Рассказ Семена Баландина
   — Так вот. Я работал главным инженером Осиновского завода, когда в поселок к нам приехал Борис Зеленин. Не успел этот Зеленин приехать в поселок, как явился ко мне участковый милиционер предупредить, чтобы я не брал его на работу. Какой-нибудь месяц в поселке, а уже милиции успел надоесть: там избил кого-то, там подрался с геологами, здесь разбил витринное стекло, а там, понимаете ли, облил с головы до ног грязью девчонку в шелковом платье… Оказывается, была у него судимость за хулиганство, но он вышел — и опять за свое. Меня почему-то заинтересовал этот Зеленин, и я попросил секретаршу направить его ко мне, как только он придет в контору… И что же?.. Является. Косая сажень в плечах, голубые глаза. Характеристику с Кетского шпалозавода подает, где сказано, что имеет среднее образование, что выдавал на-гора по две с половиной нормы… «Простите, Зеленин, — спрашиваю я его, — нельзя ли узнать причину вашего ухода из коллектива Кетского шпалозавода?» — «Пожалуйста, — отвечает. — Я ушел оттуда после драки с мастером…» — «А не изволите ли объяснить, чем была вызвана драка?» — «А мне морда мастера не нравилась!» Забавно! «И вы хотите работать на нашем заводе?» — «Не только хочу, но и буду — у вас трех рамщиков не хватает, а найти хорошего рамщика не так просто…» Ну и нахал! «А если вам мое лицо не понравится, тоже полезете в драку?» — «Да я сейчас дал бы вам в морду, если бы деньги не кончились. А я деньги люблю!»

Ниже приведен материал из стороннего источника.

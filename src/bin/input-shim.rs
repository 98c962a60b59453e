// SPDX-License-Identifier: Apache-2.0
// Copyright 2025 itsakeyfut
//
// Licensed under the Apache License, Version 2.0 (the "License");
// you may not use this file except in compliance with the License.
// You may obtain a copy of the License at
//
//     http://www.apache.org/licenses/LICENSE-2.0
//
// Unless required by applicable law or agreed to in writing, software
// distributed under the License is distributed on an "AS IS" BASIS,
// WITHOUT WARRANTIES OR CONDITIONS OF ANY KIND, either express or implied.
// See the License for the specific language governing permissions and
// limitations under the License.

//! Input board bring-up tool
//!
//! Runs fingerprint module detection against `/dev/mem` or a simulated TLMM
//! block, and drives the ClearPad I2C driver against simulated controllers
//! declared in a board file.

use clap::{Parser, Subcommand, ValueEnum};
use input_shim::core::clearpad::{ClearpadBus, ClearpadI2c};
use input_shim::core::config::BoardConfig;
use input_shim::core::error::DriverError;
use input_shim::core::fpdetect::{FpDetector, FpHwType, ThreadDelay};
use input_shim::core::i2c::SimulatedClearpad;
use input_shim::core::mmio::SimulatedTlmm;
use input_shim::core::platform::{self, InitMode};
use log::{error, info};
use std::path::{Path, PathBuf};
use std::time::Duration;

/// Slave address used when no board file is given
const DEFAULT_ADDRESS: u16 = 0x2c;

/// Input driver shim for MSM boards
#[derive(Parser)]
#[command(name = "input-shim")]
#[command(about = "Fingerprint detection and ClearPad I2C transport tool", long_about = None)]
struct Args {
    #[command(subcommand)]
    command: Command,
}

#[derive(Subcommand)]
enum Command {
    /// Detect the installed fingerprint module
    FpDetect {
        /// Physical memory device
        #[arg(long)]
        mem: Option<PathBuf>,

        /// Use a simulated TLMM block with the strap pin at this level
        #[arg(long, value_enum)]
        simulate: Option<Level>,

        /// Settle delay in milliseconds
        #[arg(long)]
        settle_ms: Option<u64>,

        /// Board file (falls back to INPUT_SHIM_CONFIG)
        #[arg(short = 'c', long)]
        config: Option<PathBuf>,
    },

    /// Declare the board's clients and register the ClearPad driver
    Probe {
        /// Board file (falls back to INPUT_SHIM_CONFIG)
        #[arg(short = 'c', long)]
        config: Option<PathBuf>,

        /// Register on a worker thread, as a built-in driver would
        #[arg(long = "async")]
        asynchronous: bool,

        /// Print the client report as JSON
        #[arg(long)]
        json: bool,
    },

    /// Read paged registers from a simulated controller
    Read {
        /// Paged register address (hex with 0x prefix, or decimal)
        #[arg(short, long, value_parser = parse_addr)]
        addr: u16,

        /// Number of bytes
        #[arg(short = 'n', long, default_value = "1")]
        len: usize,

        /// Use SMBus block reads
        #[arg(long)]
        block: bool,

        /// Board file seeding the controller
        #[arg(short = 'c', long)]
        config: Option<PathBuf>,
    },

    /// Write paged registers on a simulated controller and read them back
    Write {
        /// Paged register address (hex with 0x prefix, or decimal)
        #[arg(short, long, value_parser = parse_addr)]
        addr: u16,

        /// Bytes to write, in hex
        #[arg(short, long, num_args = 1.., required = true, value_parser = parse_byte)]
        data: Vec<u8>,

        /// Send the page register and payload as one message
        #[arg(long)]
        block: bool,

        /// Board file seeding the controller
        #[arg(short = 'c', long)]
        config: Option<PathBuf>,
    },
}

#[derive(Clone, Copy, ValueEnum)]
enum Level {
    High,
    Low,
}

fn parse_addr(s: &str) -> Result<u16, String> {
    let parsed = match s.strip_prefix("0x").or_else(|| s.strip_prefix("0X")) {
        Some(hex) => u16::from_str_radix(hex, 16),
        None => s.parse(),
    };
    parsed.map_err(|e| format!("invalid address '{}': {}", s, e))
}

fn parse_byte(s: &str) -> Result<u8, String> {
    let hex = s.trim_start_matches("0x").trim_start_matches("0X");
    u8::from_str_radix(hex, 16).map_err(|e| format!("invalid byte '{}': {}", s, e))
}

fn load_config(explicit: Option<&Path>) -> input_shim::core::Result<Option<BoardConfig>> {
    BoardConfig::resolve_path(explicit)
        .map(BoardConfig::load)
        .transpose()
}

/// Controller of the first declared client, or a blank one
fn simulator(config: Option<&BoardConfig>) -> SimulatedClearpad {
    config
        .and_then(|config| config.clients.first())
        .map(|client| client.simulator())
        .unwrap_or_else(|| SimulatedClearpad::new(DEFAULT_ADDRESS))
}

fn hex_dump(addr: u16, data: &[u8]) {
    for (row, chunk) in data.chunks(16).enumerate() {
        let bytes: Vec<String> = chunk.iter().map(|b| format!("{:02x}", b)).collect();
        println!("{:04x}: {}", addr as usize + row * 16, bytes.join(" "));
    }
}

fn fp_detect(
    mem: Option<PathBuf>,
    simulate: Option<Level>,
    settle_ms: Option<u64>,
    config: Option<&Path>,
) -> Result<FpHwType, Box<dyn std::error::Error>> {
    let fp = load_config(config)?
        .map(|config| config.fp_detect)
        .unwrap_or_default();
    let settle = settle_ms.map_or_else(|| fp.settle(), Duration::from_millis);

    let hw_type = match simulate {
        Some(level) => {
            info!("Using simulated TLMM block at 0x{:08X}", fp.base);
            let tlmm = SimulatedTlmm::new(fp.base, fp.size, matches!(level, Level::High));
            FpDetector::new(tlmm, ThreadDelay)
                .with_window(fp.base, fp.size)
                .with_settle(settle)
                .detect()?
        }
        None => detect_devmem(mem.unwrap_or(fp.mem_path), fp.base, fp.size, settle)?,
    };

    Ok(hw_type)
}

#[cfg(unix)]
fn detect_devmem(
    path: PathBuf,
    base: u64,
    size: u32,
    settle: Duration,
) -> input_shim::core::Result<FpHwType> {
    use input_shim::core::mmio::DevMem;

    info!("Mapping TLMM block through {}", path.display());
    FpDetector::new(DevMem::new(path), ThreadDelay)
        .with_window(base, size)
        .with_settle(settle)
        .detect()
}

#[cfg(not(unix))]
fn detect_devmem(
    path: PathBuf,
    _base: u64,
    _size: u32,
    _settle: Duration,
) -> input_shim::core::Result<FpHwType> {
    Err(DriverError::NoDevice(format!(
        "{}: physical memory access needs a unix host",
        path.display()
    )))
}

fn probe(
    config: Option<&Path>,
    asynchronous: bool,
    json: bool,
) -> Result<(), Box<dyn std::error::Error>> {
    let config = load_config(config)?.ok_or_else(|| {
        DriverError::Config("no board file: pass --config or set INPUT_SHIM_CONFIG".to_string())
    })?;

    let (core, _sims) = config.build_core();
    let core = core.shared();

    let mode = if asynchronous {
        InitMode::BuiltinAsync
    } else {
        InitMode::Module
    };
    info!("Registering ClearPad I2C driver ({:?})", mode);

    if let Some(handle) = platform::init(&core, mode)? {
        if handle.join().is_err() {
            error!("Registration worker panicked");
        }
    }

    let report = core
        .lock()
        .map_err(|_| DriverError::Config("I2C core lock poisoned".to_string()))?
        .report();

    if json {
        println!("{}", serde_json::to_string_pretty(&report)?);
    } else {
        for client in &report {
            match (&client.platform_device, &client.active_panel) {
                (Some(pdev), Some(panel)) => println!(
                    "{}: bound, {} (panel {}, irq gpio {})",
                    client.dev_name,
                    pdev,
                    panel,
                    client
                        .irq_gpio
                        .map_or_else(|| "none".to_string(), |pin| pin.to_string())
                ),
                _ => println!("{}: unbound", client.dev_name),
            }
        }
    }

    platform::exit(&core)?;
    Ok(())
}

fn main() -> Result<(), Box<dyn std::error::Error>> {
    if let Err(e) = dotenvy::dotenv() {
        if !e.not_found() {
            eprintln!("Warning: Failed to load .env file: {}", e);
        }
    }

    // Initialize logger with default level INFO
    env_logger::Builder::from_env(env_logger::Env::default().default_filter_or("info")).init();

    info!("input-shim v{}", env!("CARGO_PKG_VERSION"));

    let args = Args::parse();

    match args.command {
        Command::FpDetect {
            mem,
            simulate,
            settle_ms,
            config,
        } => {
            let hw_type = fp_detect(mem, simulate, settle_ms, config.as_deref()).inspect_err(
                |e| error!("Fingerprint detection failed: {}", e),
            )?;
            println!("{} ({})", hw_type, hw_type.as_raw());
        }
        Command::Probe {
            config,
            asynchronous,
            json,
        } => probe(config.as_deref(), asynchronous, json)?,
        Command::Read {
            addr,
            len,
            block,
            config,
        } => {
            let config = load_config(config.as_deref())?;
            let bus = ClearpadI2c::new(simulator(config.as_ref()));
            let mut buf = vec![0u8; len];
            let got = if block {
                bus.read_block(addr, &mut buf)?
            } else {
                bus.read(addr, &mut buf)?
            };
            hex_dump(addr, &buf[..got]);
        }
        Command::Write {
            addr,
            data,
            block,
            config,
        } => {
            let config = load_config(config.as_deref())?;
            let bus = ClearpadI2c::new(simulator(config.as_ref()));
            let sent = if block {
                bus.write_block(addr, &data)?
            } else {
                bus.write(addr, &data)?
            };
            info!("Wrote {} bytes at 0x{:04x}", sent, addr);

            let mut readback = vec![0u8; data.len()];
            bus.read(addr, &mut readback)?;
            hex_dump(addr, &readback);
        }
    }

    Ok(())
}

   — «Значит, только деньги и любите?» Ухмыляется. «Давай-ка волынку не тяни, Баландин, а принимай или пошли меня куда подальше, где кочуют туманы!» А мне, дорогие друзья, действительно позарез нужны рамщики. И, дорогие мои друзья, я принимаю его на работу, и Борис Зеленин начинает свою трудовую деятельность… Длинно расписывать его художества я не буду, так как главное — в финале… Коротко все это выглядит так: только за три первые недели Борис Зеленин затеял две крупные драки с парнями, а в начале четвертой недели учинил в клубе такой дебош, что участковый пришел ко мне домой рано утром и сообщил с торжеством, что Зеленин сидит в отделении и уж теперь-то для суда материала достаточно. Однако милиционер со мной советуется, так как во вчерашнем номере районной газеты в списке лучших рамщиков района Борис Зеленин числится первым… «Что будем делать? — вежливо спрашивает участковый. — Все ли воспитательные меры исчерпаны?» А я сижу и читаю сорок восемь листов протоколов… Боже ты мой! Чего здесь только нет! «Сажайте, — говорю, — к чертовой матери!» А сам тоскую: ведь такого работника отдаю под суд! «Зайдите, — говорю, — с ним ко мне еще разок… Чем черт не шутит!» …И вот происходит чудо! Настоящее чудо, друзья мои, ибо ничем иным, кроме чуда, не объяснишь такой крутой загиб человеческой натуры, который привел Бориса к исцелению… Часа через два приходят они ко мне, усаживаются, молчат. «Ну что, Зеленин, — говорю, — довоевался? Опять в тюрьму?» А он молчит. Сидит печально на стуле, глядит на меня исподлобья, и лицо у него бледное. Естественно, я говорю: «Струсили, Зеленин? Испугались, когда запахло тюрьмой?! А ведь предупреждали же вас…» Молчит. Кривится, но глаз с меня не сводит. И вдруг тихо просит: «Не сажайте меня! Слово даю, что ничего плохого никогда обо мне не услышите! Не буду больше драться и хулиганить!» Мы с участковым переглядываемся, ничего понять не можем: верить ему, не верить?.. А он опять: «Не буду я больше!» — «Почему мы вам должны верить?» — «Из-за мышки…» — «Что?.. Из-за какой мышки?..» — «Серенькая мышь, она сегодня под утро в камере из норки вылезла…» — «Слушайте, Зеленин, не морочьте нам голову! Какая мышь? Откуда вылезла? При чем тут мышь?» — «Серенькая…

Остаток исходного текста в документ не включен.